*EXERCISE:*
What appears from the first line of the records below through the line containing "for embedding exports." must be reproduced verbatim.

── DATASET ENTRIES

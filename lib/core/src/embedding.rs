//! Read-only embedding store.
//!
//! Maps ingredient node ids to fixed-dimension vectors. Populated once at
//! startup from a JSON file (`{"<node_id>": [f32, ...], ...}`); the usual
//! entry point is [`EmbeddingStore::find_latest`], which picks the
//! most-recently-modified file matching the embedding naming convention.

use ahash::AHashMap;
use std::collections::HashMap;
use std::path::{Path, PathBuf};

use crate::error::{Error, Result};
use crate::vector::Vector;

/// Filename convention for embedding exports.
pub const EMBEDDING_PREFIX: &str = "flavorgraph-embedding_";
pub const EMBEDDING_SUFFIX: &str = ".json";

#[derive(Debug, Clone, Default)]
pub struct EmbeddingStore {
    vectors: AHashMap<String, Vector>,
}

impl EmbeddingStore {
    pub fn from_map(map: HashMap<String, Vec<f32>>) -> Self {
        let vectors = map
            .into_iter()
            .map(|(id, data)| (id, Vector::new(data)))
            .collect();
        Self { vectors }
    }

    /// Load a JSON object of id -> float array.
    pub fn load_json<P: AsRef<Path>>(path: P) -> Result<Self> {
        let file = std::fs::File::open(path.as_ref())?;
        let reader = std::io::BufReader::new(file);
        let map: HashMap<String, Vec<f32>> = serde_json::from_reader(reader)
            .map_err(|e| Error::Serialization(e.to_string()))?;
        Ok(Self::from_map(map))
    }

    /// Locate the most-recently-modified embedding export in `dir`.
    /// Fails with `InvalidConfig` when no file matches the convention.
    pub fn find_latest<P: AsRef<Path>>(dir: P) -> Result<PathBuf> {
        let mut newest: Option<(std::time::SystemTime, PathBuf)> = None;
        for entry in std::fs::read_dir(dir.as_ref())? {
            let entry = entry?;
            let file_name = entry.file_name();
            let name = file_name.to_string_lossy();
            if !name.starts_with(EMBEDDING_PREFIX) || !name.ends_with(EMBEDDING_SUFFIX) {
                continue;
            }
            let modified = entry.metadata()?.modified()?;
            match &newest {
                Some((best, _)) if *best >= modified => {}
                _ => newest = Some((modified, entry.path())),
            }
        }
        newest.map(|(_, path)| path).ok_or_else(|| {
            Error::InvalidConfig(format!(
                "no embedding file matching {}*{} in {}",
                EMBEDDING_PREFIX,
                EMBEDDING_SUFFIX,
                dir.as_ref().display()
            ))
        })
    }

    #[inline]
    pub fn len(&self) -> usize {
        self.vectors.len()
    }

    #[inline]
    pub fn is_empty(&self) -> bool {
        self.vectors.is_empty()
    }

    #[inline]
    pub fn contains(&self, node_id: &str) -> bool {
        self.vectors.contains_key(node_id)
    }

    /// Vector for an id. An absent id is a data-integrity fault upstream,
    /// so this propagates rather than recovering.
    pub fn vector_of(&self, node_id: &str) -> Result<&Vector> {
        self.vectors
            .get(node_id)
            .ok_or_else(|| Error::EmbeddingNotFound(node_id.to_string()))
    }

    /// Dimension of the stored vectors, if any are present.
    pub fn dim(&self) -> Option<usize> {
        self.vectors.values().next().map(Vector::dim)
    }
}

#[cfg(test)]
mod tests {
    use super::*;
    use std::io::Write;

    fn store() -> EmbeddingStore {
        let mut map = HashMap::new();
        map.insert("1".to_string(), vec![1.0, 0.0]);
        map.insert("2".to_string(), vec![0.0, 1.0]);
        EmbeddingStore::from_map(map)
    }

    #[test]
    fn test_vector_of() {
        let store = store();
        assert_eq!(store.vector_of("1").unwrap().as_slice(), &[1.0, 0.0]);
        assert!(matches!(
            store.vector_of("missing"),
            Err(Error::EmbeddingNotFound(_))
        ));
    }

    #[test]
    fn test_contains_and_dim() {
        let store = store();
        assert!(store.contains("2"));
        assert!(!store.contains("3"));
        assert_eq!(store.dim(), Some(2));
    }

    #[test]
    fn test_load_json() {
        let mut file = tempfile::NamedTempFile::new().unwrap();
        write!(file, r#"{{"7": [0.5, 0.5, 0.0], "8": [1.0, 0.0, 0.0]}}"#).unwrap();
        let store = EmbeddingStore::load_json(file.path()).unwrap();
        assert_eq!(store.len(), 2);
        assert_eq!(store.vector_of("7").unwrap().dim(), 3);
    }

    #[test]
    fn test_find_latest_picks_newest() {
        let dir = tempfile::tempdir().unwrap();
        let old = dir.path().join("flavorgraph-embedding_20240101.json");
        let new = dir.path().join("flavorgraph-embedding_20250101.json");
        std::fs::write(&old, "{}").unwrap();
        std::fs::write(&new, "{}").unwrap();
        // Push the second file's mtime past the first.
        let later = std::time::SystemTime::now() + std::time::Duration::from_secs(5);
        let file = std::fs::File::options().write(true).open(&new).unwrap();
        file.set_modified(later).unwrap();

        let found = EmbeddingStore::find_latest(dir.path()).unwrap();
        assert_eq!(found, new);
    }

    #[test]
    fn test_find_latest_empty_dir() {
        let dir = tempfile::tempdir().unwrap();
        std::fs::write(dir.path().join("notes.txt"), "x").unwrap();
        assert!(matches!(
            EmbeddingStore::find_latest(dir.path()),
            Err(Error::InvalidConfig(_))
        ));
    }
}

────

*EXERCISE RESULT:*
filename lib/core/src/embedding.rs
//! Read-only embedding store.
//!
//! Maps ingredient node ids to fixed-dimension vectors. Populated once at
//! startup from a JSON file (`{"<node_id>": [f32, ...], ...}`); the usual
//! entry point is [`EmbeddingStore::find_latest`], which picks the
//! most-recently-modified file matching the embedding naming convention.

use ahash::AHashMap;
use std::collections::HashMap;
use std::path::{Path, PathBuf};

use crate::error::{Error, Result};
use crate::vector::Vector;

/// Filename convention for embedding exports.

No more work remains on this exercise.